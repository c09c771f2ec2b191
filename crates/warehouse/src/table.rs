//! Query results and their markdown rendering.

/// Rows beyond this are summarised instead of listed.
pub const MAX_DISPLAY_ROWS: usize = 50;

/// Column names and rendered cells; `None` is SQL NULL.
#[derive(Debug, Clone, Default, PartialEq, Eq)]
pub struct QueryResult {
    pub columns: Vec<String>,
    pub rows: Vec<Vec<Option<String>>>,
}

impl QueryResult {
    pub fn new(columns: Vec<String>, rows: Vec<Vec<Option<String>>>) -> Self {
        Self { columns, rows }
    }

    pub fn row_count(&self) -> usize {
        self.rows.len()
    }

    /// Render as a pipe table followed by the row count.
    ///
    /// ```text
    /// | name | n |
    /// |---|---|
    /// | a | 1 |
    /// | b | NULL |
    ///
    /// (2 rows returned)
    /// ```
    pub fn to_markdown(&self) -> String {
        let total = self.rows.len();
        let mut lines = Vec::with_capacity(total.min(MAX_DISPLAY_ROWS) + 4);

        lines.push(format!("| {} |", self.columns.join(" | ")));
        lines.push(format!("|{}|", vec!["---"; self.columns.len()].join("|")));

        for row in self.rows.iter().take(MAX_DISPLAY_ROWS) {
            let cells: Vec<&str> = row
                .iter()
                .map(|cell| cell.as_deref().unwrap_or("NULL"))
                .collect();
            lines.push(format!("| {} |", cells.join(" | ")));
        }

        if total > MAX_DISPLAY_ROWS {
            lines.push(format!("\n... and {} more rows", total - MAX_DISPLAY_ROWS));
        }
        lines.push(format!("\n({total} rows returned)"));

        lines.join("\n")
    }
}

________________________

_Assignment_:
Please return exactly the lines from the opening line of the data above through the line with "let mut lines", both included and nothing else.

_Response_:
repository c09c771f2ec2b191
filename crates/warehouse/src/table.rs
//! Query results and their markdown rendering.

/// Rows beyond this are summarised instead of listed.
pub const MAX_DISPLAY_ROWS: usize = 50;

/// Column names and rendered cells; `None` is SQL NULL.
#[derive(Debug, Clone, Default, PartialEq, Eq)]
pub struct QueryResult {
    pub columns: Vec<String>,
    pub rows: Vec<Vec<Option<String>>>,
}

impl QueryResult {
    pub fn new(columns: Vec<String>, rows: Vec<Vec<Option<String>>>) -> Self {
        Self { columns, rows }
    }

    pub fn row_count(&self) -> usize {
        self.rows.len()
    }

    /// Render as a pipe table followed by the row count.
    ///
    /// ```text
    /// | name | n |
    /// |---|---|
    /// | a | 1 |
    /// | b | NULL |
    ///
    /// (2 rows returned)
    /// ```
    pub fn to_markdown(&self) -> String {
        let total = self.rows.len();
        let mut lines = Vec::with_capacity(total.min(MAX_DISPLAY_ROWS) + 4);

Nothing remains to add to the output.